Believed to have been built in the fifth century by a king or a widow depending on which of the popular myths one believes, Boudhanath attracted over 280,000 tourists annually before the nation’s worst earthquakes in eight decades struck in April and May last year. After the quakes, the number of tourists fell to 102,000.
The quakes, which killed nearly 9,000 people, caused cracks in the stupa’s dome, tore some of the walls at their base, and damaged its gold-plated spire and crown.
Confident that help would come from many quarters, Lama’s committee was swift in seeking permission from the government to undertake restoration work, which started on May 24 last year.
“In our community, it is common for locals to contribute to the restoration of important cultural and religious heritage,” Lama said. “Therefore, we didn’t wait for government funds.”
As contributions poured in from near and far, masons and carpenters were hired from Bhaktapur and goldsmiths from Lalitpur to restore the stupa. Up to 75 of them at a time were working on the project up until a few months ago.
“The restoration has been done under our monitoring. The restored structure adheres strictly to Unesco guidelines,” said Purna Bahadur Shrestha of the Department of Archaeology who monitored the restoration effort.
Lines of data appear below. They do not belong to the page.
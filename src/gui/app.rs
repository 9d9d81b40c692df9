//! Rent Dashboard Main Application
//! Main window with control panel and chart viewer.

use crate::config::{AppConfig, CONFIG_FILE, CPI_EXRENT_LABEL, CPI_RENT_LABEL};
use crate::data::{load_rent_table, AuxiliarySeries, CpiLoader, RentLoader, RentTable};
use crate::gui::{ChartViewer, ControlPanel, ControlPanelAction};
use crate::view::{compute_view, ChartView, DashboardView};
use anyhow::Context;
use egui::SidePanel;
use std::path::{Path, PathBuf};
use std::sync::mpsc::{channel, Receiver};
use std::thread;

/// Exported image dimensions.
const EXPORT_WIDTH: u32 = 1400;
const EXPORT_HEIGHT: u32 = 1000;

/// Rent CSV loading result from background thread
enum LoadResult {
    Complete { path: PathBuf, table: RentTable },
    Error(String),
}

/// Main application window.
pub struct RentDashApp {
    config: AppConfig,
    loader: RentLoader,
    cpi_loader: CpiLoader,
    control_panel: ControlPanel,
    chart_viewer: ChartViewer,

    /// Path of the table currently shown, once a load completed.
    rent_path: Option<PathBuf>,

    // Async CSV loading
    load_rx: Option<Receiver<LoadResult>>,
    is_loading: bool,
}

impl RentDashApp {
    pub fn new(_cc: &eframe::CreationContext<'_>) -> Self {
        let config = AppConfig::load(Path::new(CONFIG_FILE));
        let mut app = Self {
            config,
            loader: RentLoader::new(),
            cpi_loader: CpiLoader::new(),
            control_panel: ControlPanel::new(),
            chart_viewer: ChartViewer::new(),
            rent_path: None,
            load_rx: None,
            is_loading: false,
        };
        // Load the configured source on startup; a missing file just shows
        // an error status until the user browses for one.
        app.start_load(app.config.rent_csv.clone());
        app
    }

    /// Load a rent CSV on a background thread, or reuse the cached table.
    fn start_load(&mut self, path: PathBuf) {
        if self.is_loading {
            return;
        }
        if self.loader.get(&path).is_some() {
            self.control_panel.rent_csv = Some(path.clone());
            self.apply_loaded(path);
            return;
        }
        self.is_loading = true;
        self.control_panel.rent_csv = Some(path.clone());
        self.control_panel
            .set_status(&format!("Loading {}...", path.display()));

        let (tx, rx) = channel();
        self.load_rx = Some(rx);

        thread::spawn(move || match load_rent_table(&path) {
            Ok(table) => {
                let _ = tx.send(LoadResult::Complete { path, table });
            }
            Err(e) => {
                let _ = tx.send(LoadResult::Error(e.to_string()));
            }
        });
    }

    /// Check for CSV loading results
    fn check_load_results(&mut self) {
        let rx = self.load_rx.take();
        if let Some(rx) = rx {
            let mut should_keep_receiver = true;

            while let Ok(result) = rx.try_recv() {
                match result {
                    LoadResult::Complete { path, table } => {
                        self.loader.insert(path.clone(), table);
                        self.is_loading = false;
                        should_keep_receiver = false;
                        self.apply_loaded(path);
                    }
                    LoadResult::Error(error) => {
                        log::error!("rent CSV load failed: {error}");
                        self.control_panel
                            .set_status(&format!("Error: {}", error));
                        self.is_loading = false;
                        should_keep_receiver = false;
                    }
                }
            }

            if should_keep_receiver {
                self.load_rx = Some(rx);
            }
        }
    }

    /// Point the controls and viewer at a table already in the cache.
    fn apply_loaded(&mut self, path: PathBuf) {
        let Some(table) = self.loader.get(&path) else {
            return;
        };
        let cities = table.cities();
        let dates = table.dates();
        self.rent_path = Some(path);
        self.control_panel
            .update_table(cities, dates, &self.config.default_cities);
        self.control_panel.set_status(&format!(
            "Loaded {} cities, {} dates",
            self.control_panel.cities.len(),
            self.control_panel.dates.len()
        ));
        self.recompute();
    }

    /// Handle rent CSV file selection
    fn handle_browse_csv(&mut self) {
        if self.is_loading {
            return;
        }
        if let Some(path) = rfd::FileDialog::new()
            .add_filter("CSV Files", &["csv"])
            .pick_file()
        {
            self.chart_viewer.clear();
            self.start_load(path);
        }
    }

    /// Run one recomputation pass and hand the result to the viewer.
    fn recompute(&mut self) {
        let Some(path) = self.rent_path.clone() else {
            return;
        };

        // Make sure toggled overlays are in the CPI cache before borrowing
        // them for the view computation.
        if self.control_panel.show_cpi_rent {
            if let Err(e) = self
                .cpi_loader
                .load(&self.config.cpi_rent_csv, CPI_RENT_LABEL)
            {
                log::error!("CPI rent overlay load failed: {e}");
                self.control_panel.set_status(&format!("Error: {}", e));
                self.control_panel.show_cpi_rent = false;
            }
        }
        if self.control_panel.show_cpi_exrent {
            if let Err(e) = self
                .cpi_loader
                .load(&self.config.cpi_exrent_csv, CPI_EXRENT_LABEL)
            {
                log::error!("CPI ex-shelter overlay load failed: {e}");
                self.control_panel.set_status(&format!("Error: {}", e));
                self.control_panel.show_cpi_exrent = false;
            }
        }

        let Some(table) = self.loader.get(&path) else {
            return;
        };
        let mut overlays: Vec<&AuxiliarySeries> = Vec::new();
        if self.control_panel.show_cpi_rent {
            if let Some(series) = self.cpi_loader.get(&self.config.cpi_rent_csv) {
                overlays.push(series);
            }
        }
        if self.control_panel.show_cpi_exrent {
            if let Some(series) = self.cpi_loader.get(&self.config.cpi_exrent_csv) {
                overlays.push(series);
            }
        }

        match compute_view(table, &overlays, &self.control_panel.selection()) {
            Ok(view) => self.chart_viewer.set_view(view),
            Err(e) => {
                log::error!("view computation failed: {e}");
                self.control_panel.set_status(&format!("Error: {}", e));
            }
        }
    }

    /// Handle PNG export - render the current charts to a file and open it.
    fn handle_export_png(&mut self) {
        let Some(DashboardView::Chart(chart)) = self.chart_viewer.view.clone() else {
            self.control_panel.set_status("No chart to export");
            return;
        };

        let Some(path) = rfd::FileDialog::new()
            .add_filter("PNG Image", &["png"])
            .set_file_name("rentdash_chart.png")
            .save_file()
        else {
            return; // User cancelled
        };

        match export_chart(&chart, &path) {
            Ok(()) => {
                self.control_panel
                    .set_status(&format!("Exported {}", path.display()));
            }
            Err(e) => {
                log::error!("chart export failed: {e:#}");
                self.control_panel.set_status(&format!("Error: {:#}", e));
            }
        }
    }
}

fn export_chart(chart: &ChartView, path: &Path) -> anyhow::Result<()> {
    crate::charts::StaticChartRenderer::render_png(chart, path, EXPORT_WIDTH, EXPORT_HEIGHT)
        .map_err(|e| anyhow::anyhow!("{e}"))
        .context("rendering chart image")?;
    open::that(path).context("opening exported image")?;
    Ok(())
}

impl eframe::App for RentDashApp {
    fn update(&mut self, ctx: &egui::Context, _frame: &mut eframe::Frame) {
        // Check for background results
        self.check_load_results();

        // Request repaint while loading
        if self.is_loading {
            ctx.request_repaint();
        }

        // Left panel - Control Panel
        SidePanel::left("control_panel")
            .min_width(300.0)
            .max_width(350.0)
            .show(ctx, |ui| {
                egui::ScrollArea::vertical().show(ui, |ui| {
                    let action = self.control_panel.show(ui);

                    match action {
                        ControlPanelAction::BrowseCsv => self.handle_browse_csv(),
                        ControlPanelAction::SelectionChanged => self.recompute(),
                        ControlPanelAction::ExportPng => self.handle_export_png(),
                        ControlPanelAction::None => {}
                    }
                });
            });

        // Central panel - Chart Viewer
        egui::CentralPanel::default().show(ctx, |ui| {
            self.chart_viewer.show(ui);
        });
    }
}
Traditional fired bricks, brick powder, lime, sal wood, gold and copper have been used generously to restore the stupa.
“It’s so great,” said Rosanne Van Polen, a 22-year-old tourist from the Netherlands who was admiring the stupa on Tuesday.
Seeing the stupa as it is now, she said she found it hard to believe that it was among the structures damaged by the quakes.
Tashi Doma, a 46-year-old resident of Mustang district, complained that locals in Swayambhu, home to the Swayambhunath stupa, another World Heritage site on the United Nations Educational, Scientific and Cultural Organisation’s list in Kathmandu, were not as enterprising as those in Boudha have proven to be.
“I come to Kathmandu several times a year to pray at Boudhanath and Swayambhunath. While here, I live with my relatives in Swayambhu. Boudhanath is beautiful now. I don’t understand why Swayambhunath hasn’t been restored,” she said.
The government says it could cost between 15 billion rupees to 20 billion rupees to restore all the lost or damaged monuments.